Yeah, not the same.  Here is what I got from google re. Home Depot:

The Home Depot has more than 2,200 convenient locations throughout the United States (including the territories of Puerto Rico and the Virgin Islands), Canada, China and Mexico. Stores average 105,000 square feet with approximately 23,000 additional square feet of outside garden area.  

That is a tenfold difference for a smaller, though comparable, total population, though the US and Canada (population under 1/2 of Europe's) make up the bulk of the market.  I'm willing to put down decent money that if you stop a man on the street in Europe vs. the in the US, the American is much more likely to know his power tools.

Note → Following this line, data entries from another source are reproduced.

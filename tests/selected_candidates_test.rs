mod common;

use axum::http::{Method, StatusCode};
use chrono::NaiveDate;
use common::{MockBackend, MockPrompter};
use recruitment_admin::{
    dto::selection_dto::OfferLetterForm,
    models::selected_candidate::SelectedCandidateQuery,
    views::{notifier::ToastLevel, DialogResult},
};
use serde_json::json;

fn offer() -> OfferLetterForm {
    OfferLetterForm {
        designation: "Backend Engineer".into(),
        salary: "120000".into(),
        joining_date: NaiveDate::from_ymd_opt(2026, 12, 1).unwrap(),
        offer_valid_until: NaiveDate::from_ymd_opt(2026, 11, 20),
        reporting_manager: None,
        work_location: Some("Tashkent".into()),
        additional_notes: None,
    }
}

fn ids(raw: &[&str]) -> Vec<String> {
    raw.iter().map(|s| s.to_string()).collect()
}

#[tokio::test]
async fn bulk_offer_posts_once_per_candidate() {
    let backend = MockBackend::start().await;
    for id in ["s1", "s2", "s3"] {
        backend.ok(
            Method::POST,
            &format!("selected-candidates/{}/send-offer", id),
            json!({"_id": id, "status": "offer_sent"}),
        );
    }
    let (app, notifier) = backend.app();

    let sent = app
        .selected_candidates()
        .bulk_send_offers(&ids(&["s1", "s2", "s3"]), &offer())
        .await
        .unwrap();

    assert_eq!(sent, 3);
    for id in ["s1", "s2", "s3"] {
        let posts = backend.requests_to(Method::POST, &format!("selected-candidates/{}/send-offer", id));
        assert_eq!(posts.len(), 1);
        assert_eq!(posts[0].json()["designation"], "Backend Engineer");
        assert_eq!(posts[0].json()["joiningDate"], "2026-12-01");
    }
    assert_eq!(
        notifier.last(),
        Some((ToastLevel::Success, "Offer letters sent to 3 candidate(s)".to_string()))
    );
}

#[tokio::test]
async fn one_failed_offer_fails_the_batch() {
    let backend = MockBackend::start().await;
    backend.ok(Method::POST, "selected-candidates/s1/send-offer", json!({}));
    backend.on(
        Method::POST,
        "selected-candidates/s2/send-offer",
        StatusCode::INTERNAL_SERVER_ERROR,
        json!({"message": "Mail server unavailable"}),
    );
    let (app, notifier) = backend.app();

    let result = app
        .selected_candidates()
        .bulk_send_offers(&ids(&["s1", "s2"]), &offer())
        .await;

    assert!(result.is_err());
    assert!(notifier.messages(ToastLevel::Success).is_empty());
    assert_eq!(
        notifier.messages(ToastLevel::Error),
        vec!["Mail server unavailable".to_string()]
    );
}

#[tokio::test]
async fn empty_selection_and_bad_dates_are_caught_locally() {
    let backend = MockBackend::start().await;
    let (app, notifier) = backend.app();
    let view = app.selected_candidates();

    assert!(view.bulk_send_offers(&[], &offer()).await.is_err());
    let mut late = offer();
    late.offer_valid_until = NaiveDate::from_ymd_opt(2027, 1, 1);
    assert!(view.bulk_send_offers(&ids(&["s1"]), &late).await.is_err());

    assert!(backend.requests().is_empty());
    assert_eq!(
        notifier.messages(ToastLevel::Error),
        vec![
            "Please select at least one candidate".to_string(),
            "Offer validity must end on or before the joining date".to_string(),
        ]
    );
}

#[tokio::test]
async fn rows_without_documents_stay_listed() {
    let backend = MockBackend::start().await;
    backend.ok(
        Method::GET,
        "selected-candidates",
        json!([{"_id": "s1", "status": "selected"}]),
    );
    backend.on(
        Method::GET,
        "candidate-documents",
        StatusCode::INTERNAL_SERVER_ERROR,
        json!({"message": "boom"}),
    );
    let (app, notifier) = backend.app();

    let rows = app
        .selected_candidates()
        .list(&SelectedCandidateQuery::default())
        .await
        .unwrap();

    assert_eq!(rows.len(), 1);
    assert!(rows[0].documents.is_none());
    assert!(notifier.toasts().is_empty());
    let doc_calls = backend.requests_to(Method::GET, "candidate-documents");
    assert_eq!(doc_calls[0].query.as_deref(), Some("selectedCandidate=s1"));
}

#[tokio::test]
async fn wrong_file_type_is_never_uploaded() {
    let backend = MockBackend::start().await;
    let (app, notifier) = backend.app();
    let dir = tempfile::tempdir().unwrap();
    let path = dir.path().join("setup.exe");
    std::fs::write(&path, b"MZ").unwrap();

    let result = app.selected_candidates().upload("s1", "passport", &path).await;

    assert!(result.is_err());
    assert!(backend.requests().is_empty());
    assert_eq!(notifier.messages(ToastLevel::Error).len(), 1);
}

#[tokio::test]
async fn oversized_file_is_never_uploaded() {
    let backend = MockBackend::start().await;
    let (app, notifier) = backend.app();
    let dir = tempfile::tempdir().unwrap();
    let path = dir.path().join("passport.pdf");
    let file = std::fs::File::create(&path).unwrap();
    file.set_len(6 * 1024 * 1024).unwrap();

    assert!(app.selected_candidates().upload("s1", "passport", &path).await.is_err());
    assert!(backend.requests().is_empty());
    assert_eq!(
        notifier.messages(ToastLevel::Error),
        vec!["File size must be less than 5MB".to_string()]
    );
}

#[tokio::test]
async fn accepted_upload_is_multipart() {
    let backend = MockBackend::start().await;
    backend.ok(
        Method::POST,
        "candidate-documents",
        json!({"_id": "d1", "documentType": "passport", "status": "pending"}),
    );
    let (app, notifier) = backend.app();
    let dir = tempfile::tempdir().unwrap();
    let path = dir.path().join("passport.pdf");
    std::fs::write(&path, b"%PDF-1.7").unwrap();

    app.selected_candidates()
        .upload("s1", "passport", &path)
        .await
        .unwrap();

    let upload = &backend.requests_to(Method::POST, "candidate-documents")[0];
    assert!(upload
        .content_type
        .as_deref()
        .unwrap_or_default()
        .starts_with("multipart/form-data"));
    assert_eq!(
        notifier.last(),
        Some((ToastLevel::Success, "Document uploaded successfully".to_string()))
    );
}

#[tokio::test]
async fn document_rejection_needs_a_reason() {
    let backend = MockBackend::start().await;
    backend.ok(
        Method::PUT,
        "candidate-documents/d1/verify",
        json!({"_id": "d1", "status": "rejected"}),
    );
    let mut prompter = MockPrompter::new();
    prompter
        .expect_prompt()
        .times(1)
        .returning(|_| Ok(DialogResult::Confirmed("Blurry scan".to_string())));
    let (app, _, _) = backend.app_with(Some("t"), prompter);

    assert!(app.selected_candidates().reject("d1").await.unwrap());

    let body = backend.requests_to(Method::PUT, "candidate-documents/d1/verify")[0].json();
    assert_eq!(body, json!({"status": "rejected", "rejectionReason": "Blurry scan"}));
}

#[tokio::test]
async fn dismissed_rejection_reason_explains_why() {
    let backend = MockBackend::start().await;
    let mut prompter = MockPrompter::new();
    prompter
        .expect_prompt()
        .times(1)
        .returning(|_| Ok(DialogResult::Dismissed));
    let (app, notifier, _) = backend.app_with(Some("t"), prompter);

    assert!(!app.selected_candidates().reject("d1").await.unwrap());
    assert!(backend.requests().is_empty());
    assert_eq!(
        notifier.last(),
        Some((
            ToastLevel::Info,
            "Document was not rejected: a reason is required".to_string()
        ))
    );
}

#[tokio::test]
async fn confirmed_document_delete_hits_backend() {
    let backend = MockBackend::start().await;
    backend.ok(Method::DELETE, "candidate-documents/d1", json!({}));
    let mut prompter = MockPrompter::new();
    prompter
        .expect_confirm()
        .times(1)
        .returning(|_| Ok(DialogResult::Confirmed(())));
    let (app, notifier, _) = backend.app_with(Some("t"), prompter);

    assert!(app.selected_candidates().delete_document("d1").await.unwrap());
    assert_eq!(backend.requests_to(Method::DELETE, "candidate-documents/d1").len(), 1);
    assert_eq!(
        notifier.last(),
        Some((ToastLevel::Success, "Document deleted successfully".to_string()))
    );
}

#[tokio::test]
async fn declined_document_delete_sends_nothing() {
    let backend = MockBackend::start().await;
    let mut prompter = MockPrompter::new();
    prompter
        .expect_confirm()
        .times(1)
        .returning(|_| Ok(DialogResult::Dismissed));
    let (app, _, _) = backend.app_with(Some("t"), prompter);

    assert!(!app.selected_candidates().delete_document("d1").await.unwrap());
    assert!(backend.requests().is_empty());
}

Sounds like the same shop.

You are grossly underestimating Europeans here.
post #7035 of 13868
Thread Starter 
Quote:
Originally Posted by Find Finn View Post


Sounds like the same shop.

You are grossly underestimating Europeans here.

Maybe, but I've spent a lot of time throughout Europe, and not just with fashion people, and not just in major metropolitan areas.  You said you've never been to the US.  ime, the concept of "self reliance" is much stronger here than in Europe.  I mean, one of the growing religions in the US, Mormonism, even has that in their core belief systems.  Do you know of anyone in Europe who has stockpiled 6 months of rations and other survival gear?  I know a lot of "normal" American who have that in their basement, plus some weapons and ammmunition, in the event of civilization's downfall.  These are not crazies, either, though I suppos that crazy is a relative term here.

 

I think that it is a very similar shop, but there are over 2200 Home depot stores, an order of magnitude more than there are of Bauhaus stores.  And they are all uniformly gigantic.  And that is just the biggest chain,.  There are numerous other stores with similar things.  Put it this way.  In central san Francisco, I have found a handful of hardware stores with power tools, etc...  In my town alone, apart from the Home Depot, there are at least half a dozen stores like it, independent and from smaller chains.